┏━━
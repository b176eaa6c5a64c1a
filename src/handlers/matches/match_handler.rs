use actix_web::{web, HttpResponse, Result};
use serde_json::json;
use sqlx::PgPool;
use uuid::Uuid;

use crate::handlers::error_response;
use crate::matches::service::MatchService;
use crate::middleware::auth::Claims;
use crate::models::matches::{AdvanceStatusRequest, ScheduleMatchRequest, SetMinuteRequest};

/// Schedule a new match
#[tracing::instrument(
    name = "Schedule match",
    skip(request, pool, claims),
    fields(
        tournament_id = %request.tournament_id,
        scheduled_by = %claims.username
    )
)]
pub async fn schedule_match(
    request: web::Json<ScheduleMatchRequest>,
    pool: web::Data<PgPool>,
    claims: web::ReqData<Claims>,
) -> Result<HttpResponse> {
    let match_service = MatchService::new(pool.get_ref().clone());

    match match_service.schedule_match(&request).await {
        Ok(created) => {
            tracing::info!("Scheduled match {}", created.id);
            Ok(HttpResponse::Created().json(json!({
                "success": true,
                "message": "Match scheduled",
                "data": created
            })))
        }
        Err(e) => Ok(error_response(&e)),
    }
}

/// Get match detail with team and venue names
#[tracing::instrument(name = "Get match", skip(pool), fields(match_id = %match_id))]
pub async fn get_match(match_id: Uuid, pool: web::Data<PgPool>) -> Result<HttpResponse> {
    let match_service = MatchService::new(pool.get_ref().clone());

    match match_service.get_match_detail(match_id).await {
        Ok(detail) => Ok(HttpResponse::Ok().json(json!({
            "success": true,
            "data": detail
        }))),
        Err(e) => Ok(error_response(&e)),
    }
}

/// List a tournament's matches in schedule order
#[tracing::instrument(
    name = "List tournament matches",
    skip(pool),
    fields(tournament_id = %tournament_id)
)]
pub async fn list_tournament_matches(
    tournament_id: Uuid,
    pool: web::Data<PgPool>,
) -> Result<HttpResponse> {
    let match_service = MatchService::new(pool.get_ref().clone());

    match match_service.list_by_tournament(tournament_id).await {
        Ok(fixtures) => Ok(HttpResponse::Ok().json(json!({
            "success": true,
            "data": fixtures,
            "total_count": fixtures.len()
        }))),
        Err(e) => Ok(error_response(&e)),
    }
}

/// Drive the match status state machine
#[tracing::instrument(
    name = "Advance match status",
    skip(request, pool, claims),
    fields(
        match_id = %match_id,
        target = %request.target_status,
        operator = %claims.username
    )
)]
pub async fn advance_match_status(
    match_id: Uuid,
    request: web::Json<AdvanceStatusRequest>,
    pool: web::Data<PgPool>,
    claims: web::ReqData<Claims>,
) -> Result<HttpResponse> {
    let match_service = MatchService::new(pool.get_ref().clone());

    match match_service
        .advance_status(match_id, request.target_status)
        .await
    {
        Ok(updated) => {
            tracing::info!("Match {} now {}", match_id, updated.status);
            Ok(HttpResponse::Ok().json(json!({
                "success": true,
                "message": "Match status updated",
                "data": updated
            })))
        }
        Err(e) => {
            tracing::warn!("Status change rejected for match {}: {}", match_id, e);
            Ok(error_response(&e))
        }
    }
}

/// Update the operator-managed match clock
#[tracing::instrument(
    name = "Set match minute",
    skip(request, pool, claims),
    fields(match_id = %match_id, minute = %request.minute, operator = %claims.username)
)]
pub async fn set_match_minute(
    match_id: Uuid,
    request: web::Json<SetMinuteRequest>,
    pool: web::Data<PgPool>,
    claims: web::ReqData<Claims>,
) -> Result<HttpResponse> {
    let match_service = MatchService::new(pool.get_ref().clone());

    match match_service.set_minute(match_id, request.minute).await {
        Ok(updated) => Ok(HttpResponse::Ok().json(json!({
            "success": true,
            "data": updated
        }))),
        Err(e) => Ok(error_response(&e)),
    }
}
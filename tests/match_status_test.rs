// tests/match_status_test.rs
use pitchside_backend::matches::status::MatchStatus;

const ALL: [MatchStatus; 8] = [
    MatchStatus::Scheduled,
    MatchStatus::FirstHalf,
    MatchStatus::HalfTime,
    MatchStatus::SecondHalf,
    MatchStatus::ExtraTime,
    MatchStatus::Penalties,
    MatchStatus::FullTime,
    MatchStatus::Cancelled,
];

/// The full transition matrix: a transition succeeds exactly when the
/// target is a direct successor in the lifecycle graph.
#[test]
fn transition_matrix_is_exact() {
    use MatchStatus::*;

    let allowed: &[(MatchStatus, MatchStatus)] = &[
        (Scheduled, FirstHalf),
        (Scheduled, Cancelled),
        (FirstHalf, HalfTime),
        (FirstHalf, Cancelled),
        (HalfTime, SecondHalf),
        (HalfTime, Cancelled),
        (SecondHalf, FullTime),
        (SecondHalf, ExtraTime),
        (SecondHalf, Cancelled),
        (ExtraTime, Penalties),
        (ExtraTime, FullTime),
        (Penalties, FullTime),
    ];

    for from in ALL {
        for to in ALL {
            let expected = allowed.contains(&(from, to));
            assert_eq!(
                from.can_advance_to(to),
                expected,
                "{from} -> {to} should be {expected}"
            );
        }
    }
}

#[test]
fn cancelled_is_a_dead_end() {
    for target in ALL {
        assert!(!MatchStatus::Cancelled.can_advance_to(target));
    }
}

#[test]
fn completed_statuses_match_the_aggregation_set() {
    let completed: Vec<MatchStatus> = ALL.into_iter().filter(|s| s.is_completed()).collect();
    assert_eq!(
        completed,
        vec![
            MatchStatus::ExtraTime,
            MatchStatus::Penalties,
            MatchStatus::FullTime
        ]
    );
}

#[test]
fn event_gating_statuses() {
    // Regular events only in live play
    assert!(MatchStatus::FirstHalf.is_live());
    assert!(MatchStatus::SecondHalf.is_live());
    assert!(MatchStatus::ExtraTime.is_live());
    for status in [
        MatchStatus::Scheduled,
        MatchStatus::HalfTime,
        MatchStatus::Penalties,
        MatchStatus::FullTime,
        MatchStatus::Cancelled,
    ] {
        assert!(!status.is_live(), "{status} must reject regular events");
    }

    // The shootout accepts only its own event kinds
    assert!(MatchStatus::Penalties.allows_shootout_events());
    assert!(!MatchStatus::FullTime.allows_shootout_events());
}

#[test]
fn status_strings_are_stable() {
    let names: Vec<&str> = ALL.iter().map(|s| s.as_str()).collect();
    assert_eq!(
        names,
        vec![
            "scheduled",
            "first_half",
            "half_time",
            "second_half",
            "extra_time",
            "penalties",
            "full_time",
            "cancelled"
        ]
    );
}
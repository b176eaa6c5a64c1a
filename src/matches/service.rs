use sqlx::PgPool;
use uuid::Uuid;

use crate::errors::ServiceError;
use crate::league::standings::StandingsService;
use crate::matches::status::MatchStatus;
use crate::matches::validation::EventValidator;
use crate::models::matches::{Match, MatchWithTeams, ScheduleMatchRequest};

/// Service responsible for the match lifecycle: scheduling, the status
/// state machine and the manual clock.
#[derive(Debug)]
pub struct MatchService {
    pool: PgPool,
}

impl MatchService {
    pub fn new(pool: PgPool) -> Self {
        Self { pool }
    }

    /// Create a fixture in `scheduled` status. Tournament, teams and
    /// venue come from the admin surface and are only checked to exist.
    pub async fn schedule_match(
        &self,
        request: &ScheduleMatchRequest,
    ) -> Result<Match, ServiceError> {
        if request.home_team_id == request.away_team_id {
            return Err(ServiceError::validation(
                "home and away team must differ",
            ));
        }

        self.ensure_tournament_exists(request.tournament_id).await?;
        self.ensure_team_exists(request.home_team_id).await?;
        self.ensure_team_exists(request.away_team_id).await?;
        self.ensure_venue_exists(request.venue_id).await?;

        let created = sqlx::query_as::<_, Match>(
            r#"
            INSERT INTO matches (
                id, tournament_id, home_team_id, away_team_id, venue_id,
                scheduled_at, status
            ) VALUES ($1, $2, $3, $4, $5, $6, 'scheduled')
            RETURNING *
            "#,
        )
        .bind(Uuid::new_v4())
        .bind(request.tournament_id)
        .bind(request.home_team_id)
        .bind(request.away_team_id)
        .bind(request.venue_id)
        .bind(request.scheduled_at)
        .fetch_one(&self.pool)
        .await?;

        tracing::info!(
            "Scheduled match {} ({} vs {}) in tournament {}",
            created.id,
            created.home_team_id,
            created.away_team_id,
            created.tournament_id
        );

        Ok(created)
    }

    pub async fn get_match(&self, match_id: Uuid) -> Result<Match, ServiceError> {
        sqlx::query_as::<_, Match>("SELECT * FROM matches WHERE id = $1")
            .bind(match_id)
            .fetch_optional(&self.pool)
            .await?
            .ok_or_else(|| ServiceError::not_found("match"))
    }

    /// Match with team and venue names resolved for display.
    pub async fn get_match_detail(&self, match_id: Uuid) -> Result<MatchWithTeams, ServiceError> {
        sqlx::query_as::<_, MatchWithTeamsRow>(
            r#"
            SELECT
                m.*,
                ht.team_name AS home_team_name,
                at.team_name AS away_team_name,
                v.venue_name
            FROM matches m
            JOIN teams ht ON m.home_team_id = ht.id
            JOIN teams at ON m.away_team_id = at.id
            JOIN venues v ON m.venue_id = v.id
            WHERE m.id = $1
            "#,
        )
        .bind(match_id)
        .fetch_optional(&self.pool)
        .await?
        .map(MatchWithTeamsRow::into_response)
        .ok_or_else(|| ServiceError::not_found("match"))
    }

    pub async fn list_by_tournament(
        &self,
        tournament_id: Uuid,
    ) -> Result<Vec<MatchWithTeams>, ServiceError> {
        self.ensure_tournament_exists(tournament_id).await?;

        let rows = sqlx::query_as::<_, MatchWithTeamsRow>(
            r#"
            SELECT
                m.*,
                ht.team_name AS home_team_name,
                at.team_name AS away_team_name,
                v.venue_name
            FROM matches m
            JOIN teams ht ON m.home_team_id = ht.id
            JOIN teams at ON m.away_team_id = at.id
            JOIN venues v ON m.venue_id = v.id
            WHERE m.tournament_id = $1
            ORDER BY m.scheduled_at ASC
            "#,
        )
        .bind(tournament_id)
        .fetch_all(&self.pool)
        .await?;

        Ok(rows.into_iter().map(MatchWithTeamsRow::into_response).collect())
    }

    /// Advance the match to a direct successor status. Entering a
    /// completed status triggers a full standings recompute for the
    /// tournament; the recompute is idempotent so a retried transition
    /// cannot double-count.
    pub async fn advance_status(
        &self,
        match_id: Uuid,
        target: MatchStatus,
    ) -> Result<Match, ServiceError> {
        let mut tx = self.pool.begin().await?;

        let current = sqlx::query_as::<_, Match>(
            "SELECT * FROM matches WHERE id = $1 FOR UPDATE",
        )
        .bind(match_id)
        .fetch_optional(&mut *tx)
        .await?
        .ok_or_else(|| ServiceError::not_found("match"))?;

        if !current.status.can_advance_to(target) {
            return Err(ServiceError::InvalidTransition {
                from: current.status.to_string(),
                to: target.to_string(),
            });
        }

        let updated = sqlx::query_as::<_, Match>(
            r#"
            UPDATE matches
            SET status = $2, updated_at = NOW()
            WHERE id = $1
            RETURNING *
            "#,
        )
        .bind(match_id)
        .bind(target)
        .fetch_one(&mut *tx)
        .await?;

        tx.commit().await?;

        tracing::info!(
            "Match {} advanced {} -> {}",
            match_id,
            current.status,
            target
        );

        if target.is_completed() {
            StandingsService::new(self.pool.clone())
                .recompute_for_tournament(updated.tournament_id)
                .await?;
        }

        Ok(updated)
    }

    /// Set the operator-managed match clock. The minute is manual and not
    /// required to be monotonic.
    pub async fn set_minute(&self, match_id: Uuid, minute: i32) -> Result<Match, ServiceError> {
        EventValidator::new().validate_minute(minute)?;

        let updated = sqlx::query_as::<_, Match>(
            r#"
            UPDATE matches
            SET minute = $2, updated_at = NOW()
            WHERE id = $1
              AND status IN ('first_half', 'second_half', 'extra_time')
            RETURNING *
            "#,
        )
        .bind(match_id)
        .bind(minute)
        .fetch_optional(&self.pool)
        .await?;

        match updated {
            Some(updated) => Ok(updated),
            None => {
                let current = self.get_match(match_id).await?;
                Err(ServiceError::InvalidState {
                    match_id,
                    status: current.status.to_string(),
                })
            }
        }
    }

    async fn ensure_tournament_exists(&self, tournament_id: Uuid) -> Result<(), ServiceError> {
        sqlx::query_as::<_, (Uuid,)>("SELECT id FROM tournaments WHERE id = $1")
            .bind(tournament_id)
            .fetch_optional(&self.pool)
            .await?
            .map(|_| ())
            .ok_or_else(|| ServiceError::not_found("tournament"))
    }

    async fn ensure_team_exists(&self, team_id: Uuid) -> Result<(), ServiceError> {
        sqlx::query_as::<_, (Uuid,)>("SELECT id FROM teams WHERE id = $1")
            .bind(team_id)
            .fetch_optional(&self.pool)
            .await?
            .map(|_| ())
            .ok_or_else(|| ServiceError::not_found("team"))
    }

    async fn ensure_venue_exists(&self, venue_id: Uuid) -> Result<(), ServiceError> {
        sqlx::query_as::<_, (Uuid,)>("SELECT id FROM venues WHERE id = $1")
            .bind(venue_id)
            .fetch_optional(&self.pool)
            .await?
            .map(|_| ())
            .ok_or_else(|| ServiceError::not_found("venue"))
    }
}

#[derive(sqlx::FromRow)]
struct MatchWithTeamsRow {
    #[sqlx(flatten)]
    match_info: Match,
    home_team_name: String,
    away_team_name: String,
    venue_name: String,
}

impl MatchWithTeamsRow {
    fn into_response(self) -> MatchWithTeams {
        MatchWithTeams {
            match_info: self.match_info,
            home_team_name: self.home_team_name,
            away_team_name: self.away_team_name,
            venue_name: self.venue_name,
        }
    }
}
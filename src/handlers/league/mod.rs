pub mod standings_handler;
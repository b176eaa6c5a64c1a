use actix_web::{web, HttpResponse, Result};
use serde_json::json;
use sqlx::PgPool;
use uuid::Uuid;

use crate::handlers::error_response;
use crate::matches::commentary::CommentaryService;
use crate::middleware::auth::Claims;
use crate::models::commentary::AddCommentaryRequest;

/// Add a commentary entry to a match
#[tracing::instrument(
    name = "Add commentary",
    skip(request, pool, claims),
    fields(match_id = %match_id, minute = %request.minute, author = %claims.username)
)]
pub async fn add_match_commentary(
    match_id: Uuid,
    request: web::Json<AddCommentaryRequest>,
    pool: web::Data<PgPool>,
    claims: web::ReqData<Claims>,
) -> Result<HttpResponse> {
    let Some(user_id) = claims.user_id() else {
        return Ok(HttpResponse::Unauthorized().json(json!({
            "success": false,
            "message": "Invalid user id in token"
        })));
    };

    let commentary_service = CommentaryService::new(pool.get_ref().clone());

    match commentary_service
        .add_commentary(match_id, &request, user_id)
        .await
    {
        Ok(entry) => Ok(HttpResponse::Created().json(json!({
            "success": true,
            "data": entry
        }))),
        Err(e) => Ok(error_response(&e)),
    }
}

/// Get a match's commentary feed in minute order
#[tracing::instrument(name = "Get commentary", skip(pool), fields(match_id = %match_id))]
pub async fn get_match_commentary(
    match_id: Uuid,
    pool: web::Data<PgPool>,
) -> Result<HttpResponse> {
    let commentary_service = CommentaryService::new(pool.get_ref().clone());

    match commentary_service.get_feed(match_id).await {
        Ok(feed) => Ok(HttpResponse::Ok().json(json!({
            "success": true,
            "data": feed,
            "total_count": feed.len()
        }))),
        Err(e) => Ok(error_response(&e)),
    }
}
┗━━
Examine each line of the listing for the word "league" and state only how many lines contain it.

◆ **TASK RESULT**: 2